→ What the task requires:
Filter the entries below, keeping only lines with "that".

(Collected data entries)
//! In-process stand-ins for the schema checker and the query tool.
//!
//! `ScriptedToolRunner` answers `vet`/`export` calls with a toy checker that
//! understands one `key: value` field per line (dotted keys nest, values are
//! JSON literals) and reports conflicting values the way the real checker
//! does. Query calls are answered from a small table of known queries.

use std::collections::{BTreeMap, HashMap, HashSet};
use std::path::{Path, PathBuf};
use std::sync::atomic::{AtomicUsize, Ordering};
use std::sync::{Arc, Mutex};
use std::time::{Duration, Instant};

use async_trait::async_trait;
use once_cell::sync::Lazy;
use regex::Regex;
use serde_json::{Map, Value};
use specforge_core::ToolError;
use specforge_validate::{ToolInvocation, ToolOutput, ToolRunner, UNRESOLVED_TOKEN_QUERY};

static TOKEN: Lazy<Regex> =
    Lazy::new(|| Regex::new(r"\$\{[^}]*\}").expect("Invalid token regex"));

type QueryFn = Arc<dyn Fn(&Value) -> Result<Value, String> + Send + Sync>;

// ============================================================================
// TOY CHECKER
// ============================================================================

/// One `key: value` line of a fragment.
#[derive(Debug, Clone, PartialEq)]
pub struct ToyField {
    pub key: String,
    pub value: Value,
    pub file: String,
    pub line: u32,
}

/// Parse a fragment written in the toy syntax. Returns diagnostics text on
/// failure.
pub fn parse_toy_fragment(file: &str, content: &str) -> Result<Vec<ToyField>, String> {
    let mut fields = Vec::new();
    let mut errors = Vec::new();
    for (idx, raw) in content.lines().enumerate() {
        let line_no = idx as u32 + 1;
        let line = raw.trim();
        if line.is_empty() || line.starts_with("//") || line.starts_with("package ") {
            continue;
        }
        let Some((key, value)) = line.split_once(':') else {
            errors.push(format!("expected 'key: value':\n    ./{file}:{line_no}:1"));
            continue;
        };
        let key = key.trim();
        if key.is_empty() {
            errors.push(format!("missing field name:\n    ./{file}:{line_no}:1"));
            continue;
        }
        match serde_json::from_str::<Value>(value.trim()) {
            Ok(value) => fields.push(ToyField {
                key: key.to_string(),
                value,
                file: file.to_string(),
                line: line_no,
            }),
            Err(_) => errors.push(format!(
                "{key}: reference \"{}\" not found:\n    ./{file}:{line_no}:{}",
                value.trim(),
                key.len() + 3
            )),
        }
    }
    if errors.is_empty() {
        Ok(fields)
    } else {
        Err(errors.join("\n"))
    }
}

/// Unify fields into one document. Returns diagnostics text on conflicts.
pub fn unify_toy_fields(fields: &[ToyField]) -> Result<Value, String> {
    let mut root = Map::new();
    let mut origins: HashMap<&str, &ToyField> = HashMap::new();
    let mut errors = Vec::new();

    for field in fields {
        if let Some(first) = origins.get(field.key.as_str()) {
            if first.value != field.value {
                errors.push(format!(
                    "{}: conflicting values {} and {}:\n    ./{}:{}:1\n    ./{}:{}:1",
                    field.key, field.value, first.value, first.file, first.line, field.file,
                    field.line
                ));
            }
            continue;
        }
        origins.insert(field.key.as_str(), field);

        if let Err(prefix) = insert_path(&mut root, &field.key, field.value.clone()) {
            errors.push(format!(
                "{prefix}: conflicting struct and value:\n    ./{}:{}:1",
                field.file, field.line
            ));
        }
    }

    if errors.is_empty() {
        Ok(Value::Object(root))
    } else {
        Err(errors.join("\n"))
    }
}

fn insert_path(root: &mut Map<String, Value>, key: &str, value: Value) -> Result<(), String> {
    let segments: Vec<&str> = key.split('.').collect();
    let (last, parents) = segments
        .split_last()
        .ok_or_else(|| key.to_string())?;

    let mut node = root;
    let mut walked = Vec::new();
    for segment in parents {
        walked.push(*segment);
        let entry = node
            .entry(segment.to_string())
            .or_insert_with(|| Value::Object(Map::new()));
        node = match entry {
            Value::Object(map) => map,
            _ => return Err(walked.join(".")),
        };
    }
    match node.get_mut(*last) {
        Some(Value::Object(existing)) => match value {
            Value::Object(incoming) => {
                for (k, v) in incoming {
                    existing.entry(k).or_insert(v);
                }
                Ok(())
            }
            _ => Err(key.to_string()),
        },
        Some(_) => Err(key.to_string()),
        None => {
            node.insert(last.to_string(), value);
            Ok(())
        }
    }
}

/// Number of string leaves containing a `${...}` token.
pub fn count_unresolved_tokens(value: &Value) -> usize {
    match value {
        Value::String(s) => usize::from(TOKEN.is_match(s)),
        Value::Array(items) => items.iter().map(count_unresolved_tokens).sum(),
        Value::Object(map) => map.values().map(count_unresolved_tokens).sum(),
        _ => 0,
    }
}

// ============================================================================
// SCRIPTED RUNNER
// ============================================================================

/// Fake [`ToolRunner`] that never spawns a process.
pub struct ScriptedToolRunner {
    checker: String,
    query_tool: String,
    queries: HashMap<String, QueryFn>,
    delays: HashMap<String, Duration>,
    missing: HashSet<String>,
    calls: Mutex<Vec<ToolInvocation>>,
    in_flight: AtomicUsize,
    max_in_flight: AtomicUsize,
}

impl Default for ScriptedToolRunner {
    fn default() -> Self {
        Self::new("cue", "jq")
    }
}

impl std::fmt::Debug for ScriptedToolRunner {
    fn fmt(&self, f: &mut std::fmt::Formatter<'_>) -> std::fmt::Result {
        f.debug_struct("ScriptedToolRunner")
            .field("checker", &self.checker)
            .field("query_tool", &self.query_tool)
            .field("queries", &self.queries.keys().collect::<Vec<_>>())
            .field("delays", &self.delays)
            .finish_non_exhaustive()
    }
}

impl ScriptedToolRunner {
    pub fn new(checker: impl Into<String>, query_tool: impl Into<String>) -> Self {
        Self {
            checker: checker.into(),
            query_tool: query_tool.into(),
            queries: HashMap::new(),
            delays: HashMap::new(),
            missing: HashSet::new(),
            calls: Mutex::new(Vec::new()),
            in_flight: AtomicUsize::new(0),
            max_in_flight: AtomicUsize::new(0),
        }
    }

    /// Answer `query` with `f` applied to the document.
    pub fn with_query<F>(mut self, query: impl Into<String>, f: F) -> Self
    where
        F: Fn(&Value) -> Result<Value, String> + Send + Sync + 'static,
    {
        self.queries.insert(query.into(), Arc::new(f));
        self
    }

    /// Make every call to `program` take `delay`.
    pub fn with_delay(mut self, program: impl Into<String>, delay: Duration) -> Self {
        self.delays.insert(program.into(), delay);
        self
    }

    /// Pretend `program` is not installed.
    pub fn without_program(mut self, program: impl Into<String>) -> Self {
        self.missing.insert(program.into());
        self
    }

    /// Every invocation seen so far, in arrival order.
    pub fn calls(&self) -> Vec<ToolInvocation> {
        self.calls
            .lock()
            .map(|calls| calls.clone())
            .unwrap_or_default()
    }

    /// Invocations of one program.
    pub fn calls_to(&self, program: &str) -> Vec<ToolInvocation> {
        self.calls()
            .into_iter()
            .filter(|c| c.program == program)
            .collect()
    }

    /// Highest number of calls that were running at the same time.
    pub fn max_in_flight(&self) -> usize {
        self.max_in_flight.load(Ordering::SeqCst)
    }

    async fn run_checker(&self, invocation: &ToolInvocation) -> ToolOutput {
        let mode = invocation.args.first().map(String::as_str).unwrap_or("");
        let cwd = invocation.cwd.clone().unwrap_or_else(|| PathBuf::from("."));
        let files: Vec<&String> = invocation
            .args
            .iter()
            .skip(1)
            .filter(|a| a.ends_with(".cue"))
            .collect();

        let mut fields = Vec::new();
        let mut errors = Vec::new();
        for file in files {
            match tokio::fs::read_to_string(cwd.join(file)).await {
                Ok(content) => match parse_toy_fragment(file, &content) {
                    Ok(parsed) => fields.extend(parsed),
                    Err(diag) => errors.push(diag),
                },
                Err(e) => errors.push(format!("open {file}: {e}")),
            }
        }
        if !errors.is_empty() {
            return failure(1, errors.join("\n"));
        }

        match (unify_toy_fields(&fields), mode) {
            (Err(diag), _) => failure(1, diag),
            (Ok(_), "vet") => success(String::new()),
            (Ok(doc), "export") => {
                success(serde_json::to_string_pretty(&doc).unwrap_or_default())
            }
            (Ok(_), other) => failure(2, format!("unknown command \"{other}\"")),
        }
    }

    async fn run_query(&self, invocation: &ToolInvocation) -> ToolOutput {
        let n = invocation.args.len();
        if n < 2 {
            return failure(2, "Usage: jq [OPTIONS] FILTER [FILES...]".to_string());
        }
        let query = invocation.args[n - 2].as_str();
        let path = Path::new(&invocation.args[n - 1]);

        let document = match tokio::fs::read_to_string(path).await {
            Ok(text) => match serde_json::from_str::<Value>(&text) {
                Ok(doc) => doc,
                Err(e) => return failure(2, format!("jq: error: {e}")),
            },
            Err(e) => return failure(2, format!("jq: error: Could not open {}: {e}", path.display())),
        };

        match self.evaluate(query, &document) {
            Ok(value) => success(format!("{value}\n")),
            Err(message) => failure(3, format!("jq: error: {message}")),
        }
    }

    fn evaluate(&self, query: &str, document: &Value) -> Result<Value, String> {
        if let Some(f) = self.queries.get(query) {
            return f(document);
        }
        if query == UNRESOLVED_TOKEN_QUERY {
            return Ok(Value::from(count_unresolved_tokens(document)));
        }
        if query == "." {
            return Ok(document.clone());
        }
        if let Some(path) = query.strip_prefix('.') {
            let mut node = document;
            for segment in path.split('.') {
                if segment.is_empty() || !segment.chars().all(|c| c.is_alphanumeric() || c == '_') {
                    return Err(format!("syntax error in {query}"));
                }
                match node.get(segment) {
                    Some(next) => node = next,
                    None => return Ok(Value::Null),
                }
            }
            return Ok(node.clone());
        }
        Err(format!("unsupported query {query}"))
    }
}

fn success(stdout: String) -> ToolOutput {
    ToolOutput {
        stdout,
        stderr: String::new(),
        exit_code: Some(0),
        duration: Duration::ZERO,
    }
}

fn failure(code: i32, stderr: String) -> ToolOutput {
    ToolOutput {
        stdout: String::new(),
        stderr: format!("{stderr}\n"),
        exit_code: Some(code),
        duration: Duration::ZERO,
    }
}

#[async_trait]
impl ToolRunner for ScriptedToolRunner {
    async fn run(&self, invocation: &ToolInvocation) -> Result<ToolOutput, ToolError> {
        if let Ok(mut calls) = self.calls.lock() {
            calls.push(invocation.clone());
        }
        if self.missing.contains(&invocation.program) {
            return Err(ToolError::SpawnFailed {
                program: invocation.program.clone(),
                reason: "No such file or directory (os error 2)".to_string(),
            });
        }

        let started = Instant::now();
        let running = self.in_flight.fetch_add(1, Ordering::SeqCst) + 1;
        self.max_in_flight.fetch_max(running, Ordering::SeqCst);

        let delay = self.delays.get(&invocation.program).copied();
        let timed_out = match delay {
            Some(delay) if delay > invocation.timeout => {
                tokio::time::sleep(invocation.timeout).await;
                true
            }
            Some(delay) => {
                tokio::time::sleep(delay).await;
                false
            }
            None => false,
        };

        let result = if timed_out {
            Err(ToolError::TimedOut {
                program: invocation.program.clone(),
                timeout_ms: invocation.timeout.as_millis() as u64,
            })
        } else if invocation.program == self.checker {
            Ok(self.run_checker(invocation).await)
        } else if invocation.program == self.query_tool {
            Ok(self.run_query(invocation).await)
        } else {
            Err(ToolError::SpawnFailed {
                program: invocation.program.clone(),
                reason: "not scripted".to_string(),
            })
        };

        self.in_flight.fetch_sub(1, Ordering::SeqCst);
        result.map(|mut output| {
            output.duration = started.elapsed();
            output
        })
    }
}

→ Task response:
//! `ScriptedToolRunner` answers `vet`/`export` calls with a toy checker that
/// Fake [`ToolRunner`] that never spawns a process.
    /// Highest number of calls that were running at the same time.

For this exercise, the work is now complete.